Top of Data records

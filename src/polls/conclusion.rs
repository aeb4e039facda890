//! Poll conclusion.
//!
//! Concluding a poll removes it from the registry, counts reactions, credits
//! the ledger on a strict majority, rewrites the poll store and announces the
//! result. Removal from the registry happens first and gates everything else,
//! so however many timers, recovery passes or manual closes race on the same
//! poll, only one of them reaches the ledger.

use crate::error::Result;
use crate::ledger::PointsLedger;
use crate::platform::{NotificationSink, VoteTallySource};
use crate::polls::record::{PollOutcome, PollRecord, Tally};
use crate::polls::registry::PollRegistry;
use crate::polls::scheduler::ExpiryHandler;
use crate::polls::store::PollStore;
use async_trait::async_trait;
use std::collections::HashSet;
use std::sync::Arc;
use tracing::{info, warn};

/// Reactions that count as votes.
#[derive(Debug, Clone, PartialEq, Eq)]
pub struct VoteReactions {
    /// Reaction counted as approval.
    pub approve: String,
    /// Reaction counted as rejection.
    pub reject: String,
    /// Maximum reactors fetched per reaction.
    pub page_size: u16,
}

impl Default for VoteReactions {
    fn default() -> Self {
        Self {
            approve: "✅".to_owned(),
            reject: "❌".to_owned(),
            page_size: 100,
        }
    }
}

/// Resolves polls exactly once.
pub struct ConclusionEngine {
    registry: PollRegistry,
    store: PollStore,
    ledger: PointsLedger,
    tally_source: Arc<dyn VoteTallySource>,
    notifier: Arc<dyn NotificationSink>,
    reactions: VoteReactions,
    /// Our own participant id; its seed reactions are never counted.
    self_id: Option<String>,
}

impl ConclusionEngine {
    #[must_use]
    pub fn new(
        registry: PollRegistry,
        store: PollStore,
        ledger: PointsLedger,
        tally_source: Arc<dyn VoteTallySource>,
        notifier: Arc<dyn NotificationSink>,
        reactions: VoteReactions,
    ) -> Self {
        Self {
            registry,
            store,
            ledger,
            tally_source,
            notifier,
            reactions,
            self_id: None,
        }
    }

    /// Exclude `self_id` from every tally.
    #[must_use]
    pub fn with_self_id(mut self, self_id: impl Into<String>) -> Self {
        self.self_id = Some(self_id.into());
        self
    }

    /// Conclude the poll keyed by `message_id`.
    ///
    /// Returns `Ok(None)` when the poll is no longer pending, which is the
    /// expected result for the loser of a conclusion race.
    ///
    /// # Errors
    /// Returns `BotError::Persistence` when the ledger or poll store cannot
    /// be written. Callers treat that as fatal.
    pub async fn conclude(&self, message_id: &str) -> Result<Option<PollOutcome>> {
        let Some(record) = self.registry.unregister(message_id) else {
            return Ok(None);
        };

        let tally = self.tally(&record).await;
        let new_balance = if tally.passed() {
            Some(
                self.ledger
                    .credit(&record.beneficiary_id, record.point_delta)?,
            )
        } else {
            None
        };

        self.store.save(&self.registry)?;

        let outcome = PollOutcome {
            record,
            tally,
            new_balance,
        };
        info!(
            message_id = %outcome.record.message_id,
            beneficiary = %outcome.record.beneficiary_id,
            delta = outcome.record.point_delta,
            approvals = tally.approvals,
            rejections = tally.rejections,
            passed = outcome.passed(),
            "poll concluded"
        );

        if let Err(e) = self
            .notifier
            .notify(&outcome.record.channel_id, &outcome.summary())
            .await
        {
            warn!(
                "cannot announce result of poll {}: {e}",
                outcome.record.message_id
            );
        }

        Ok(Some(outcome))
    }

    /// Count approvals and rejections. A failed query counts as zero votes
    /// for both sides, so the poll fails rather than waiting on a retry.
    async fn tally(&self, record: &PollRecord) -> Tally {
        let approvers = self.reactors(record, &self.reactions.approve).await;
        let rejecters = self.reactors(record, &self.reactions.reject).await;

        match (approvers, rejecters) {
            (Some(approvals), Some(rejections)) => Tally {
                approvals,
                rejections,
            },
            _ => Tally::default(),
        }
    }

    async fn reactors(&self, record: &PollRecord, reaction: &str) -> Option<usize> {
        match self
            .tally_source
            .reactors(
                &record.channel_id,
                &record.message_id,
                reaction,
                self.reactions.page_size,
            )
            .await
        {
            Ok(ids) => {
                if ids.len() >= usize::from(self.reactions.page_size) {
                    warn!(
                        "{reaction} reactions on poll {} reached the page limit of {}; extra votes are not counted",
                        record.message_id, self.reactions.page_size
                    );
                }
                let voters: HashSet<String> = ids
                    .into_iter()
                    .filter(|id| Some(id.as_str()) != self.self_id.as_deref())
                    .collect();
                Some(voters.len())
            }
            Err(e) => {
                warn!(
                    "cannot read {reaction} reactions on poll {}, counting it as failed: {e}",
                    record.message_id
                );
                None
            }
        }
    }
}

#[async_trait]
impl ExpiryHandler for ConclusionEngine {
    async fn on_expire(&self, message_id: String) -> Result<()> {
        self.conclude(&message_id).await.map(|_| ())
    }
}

Bottom of Data records
Top of Data records

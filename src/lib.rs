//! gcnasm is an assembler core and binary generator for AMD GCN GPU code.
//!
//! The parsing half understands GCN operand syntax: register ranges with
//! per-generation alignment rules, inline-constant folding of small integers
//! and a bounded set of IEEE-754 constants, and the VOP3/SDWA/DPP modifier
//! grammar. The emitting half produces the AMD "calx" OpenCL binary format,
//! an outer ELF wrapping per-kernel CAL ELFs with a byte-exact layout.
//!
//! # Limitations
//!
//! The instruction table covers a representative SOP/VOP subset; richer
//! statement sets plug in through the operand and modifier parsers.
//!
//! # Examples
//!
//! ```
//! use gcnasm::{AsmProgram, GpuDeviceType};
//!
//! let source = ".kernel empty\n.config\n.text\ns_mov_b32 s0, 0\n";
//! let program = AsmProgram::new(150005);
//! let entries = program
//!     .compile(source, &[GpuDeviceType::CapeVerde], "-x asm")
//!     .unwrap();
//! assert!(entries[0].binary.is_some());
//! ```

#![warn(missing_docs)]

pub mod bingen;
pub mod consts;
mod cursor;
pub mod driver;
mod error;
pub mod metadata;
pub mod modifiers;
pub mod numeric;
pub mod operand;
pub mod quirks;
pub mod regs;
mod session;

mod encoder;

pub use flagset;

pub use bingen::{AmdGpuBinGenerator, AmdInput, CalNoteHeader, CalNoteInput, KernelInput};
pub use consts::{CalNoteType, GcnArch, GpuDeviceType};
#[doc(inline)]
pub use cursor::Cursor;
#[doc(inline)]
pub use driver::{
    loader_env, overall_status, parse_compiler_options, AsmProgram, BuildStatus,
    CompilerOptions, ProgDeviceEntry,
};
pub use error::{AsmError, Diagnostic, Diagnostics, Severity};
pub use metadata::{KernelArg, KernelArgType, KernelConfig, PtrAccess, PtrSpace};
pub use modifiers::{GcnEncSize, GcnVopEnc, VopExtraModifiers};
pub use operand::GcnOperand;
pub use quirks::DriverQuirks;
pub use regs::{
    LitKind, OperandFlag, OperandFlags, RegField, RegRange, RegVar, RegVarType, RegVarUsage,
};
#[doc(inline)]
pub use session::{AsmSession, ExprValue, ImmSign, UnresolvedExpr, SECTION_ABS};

Bottom of Data records
Top of Data records

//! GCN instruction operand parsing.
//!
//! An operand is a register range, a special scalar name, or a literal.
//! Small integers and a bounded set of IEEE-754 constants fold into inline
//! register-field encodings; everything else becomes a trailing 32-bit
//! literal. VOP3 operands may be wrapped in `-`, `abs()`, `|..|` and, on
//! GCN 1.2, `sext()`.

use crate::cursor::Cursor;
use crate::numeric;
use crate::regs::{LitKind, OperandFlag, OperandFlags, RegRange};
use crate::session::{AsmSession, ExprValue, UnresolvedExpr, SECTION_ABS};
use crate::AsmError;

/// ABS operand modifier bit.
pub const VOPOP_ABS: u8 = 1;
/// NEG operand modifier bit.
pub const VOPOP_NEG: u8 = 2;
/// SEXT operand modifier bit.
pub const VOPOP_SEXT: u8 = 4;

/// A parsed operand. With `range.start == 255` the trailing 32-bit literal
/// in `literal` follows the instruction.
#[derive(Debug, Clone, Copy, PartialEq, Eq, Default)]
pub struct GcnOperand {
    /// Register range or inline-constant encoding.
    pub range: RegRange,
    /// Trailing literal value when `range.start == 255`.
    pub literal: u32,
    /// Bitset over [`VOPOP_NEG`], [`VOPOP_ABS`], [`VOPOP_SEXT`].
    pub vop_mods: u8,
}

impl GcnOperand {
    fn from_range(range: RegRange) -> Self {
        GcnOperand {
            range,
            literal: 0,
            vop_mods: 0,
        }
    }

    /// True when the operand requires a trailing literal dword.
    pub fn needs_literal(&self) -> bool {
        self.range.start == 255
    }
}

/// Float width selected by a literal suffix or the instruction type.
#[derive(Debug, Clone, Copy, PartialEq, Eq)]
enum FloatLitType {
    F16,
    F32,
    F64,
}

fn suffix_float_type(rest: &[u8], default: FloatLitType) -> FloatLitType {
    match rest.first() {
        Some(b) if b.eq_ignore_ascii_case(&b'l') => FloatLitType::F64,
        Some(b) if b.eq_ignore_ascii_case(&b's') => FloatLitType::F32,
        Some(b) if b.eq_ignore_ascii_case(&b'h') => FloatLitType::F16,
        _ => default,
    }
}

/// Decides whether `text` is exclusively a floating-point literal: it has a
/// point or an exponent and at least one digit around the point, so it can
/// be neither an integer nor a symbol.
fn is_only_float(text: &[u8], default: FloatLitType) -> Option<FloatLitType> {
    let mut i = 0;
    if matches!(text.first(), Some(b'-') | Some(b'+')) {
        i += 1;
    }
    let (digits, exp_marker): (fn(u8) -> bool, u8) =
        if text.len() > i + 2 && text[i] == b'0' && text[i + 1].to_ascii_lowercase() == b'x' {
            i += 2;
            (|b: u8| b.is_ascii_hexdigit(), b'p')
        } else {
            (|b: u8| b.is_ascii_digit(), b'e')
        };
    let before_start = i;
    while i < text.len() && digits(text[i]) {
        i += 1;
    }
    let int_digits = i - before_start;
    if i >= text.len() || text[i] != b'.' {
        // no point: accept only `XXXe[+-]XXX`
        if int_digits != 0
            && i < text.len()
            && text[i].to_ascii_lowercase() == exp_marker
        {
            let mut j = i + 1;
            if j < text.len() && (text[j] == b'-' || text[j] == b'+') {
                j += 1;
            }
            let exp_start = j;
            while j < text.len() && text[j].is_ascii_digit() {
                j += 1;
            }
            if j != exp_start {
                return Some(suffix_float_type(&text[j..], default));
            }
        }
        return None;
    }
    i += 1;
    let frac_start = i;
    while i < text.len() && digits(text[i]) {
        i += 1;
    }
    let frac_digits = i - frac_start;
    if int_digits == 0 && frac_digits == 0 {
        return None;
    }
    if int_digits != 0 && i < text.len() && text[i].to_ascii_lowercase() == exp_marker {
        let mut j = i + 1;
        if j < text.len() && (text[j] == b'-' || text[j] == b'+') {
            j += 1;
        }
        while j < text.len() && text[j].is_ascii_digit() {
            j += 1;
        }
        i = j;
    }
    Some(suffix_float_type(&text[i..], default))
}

Bottom of Data records

What you will do - Above are the entries; copy every line among them that contains the word "AsmError".

Result -
pub use error::{AsmError, Diagnostic, Diagnostics, Severity};
use crate::AsmError;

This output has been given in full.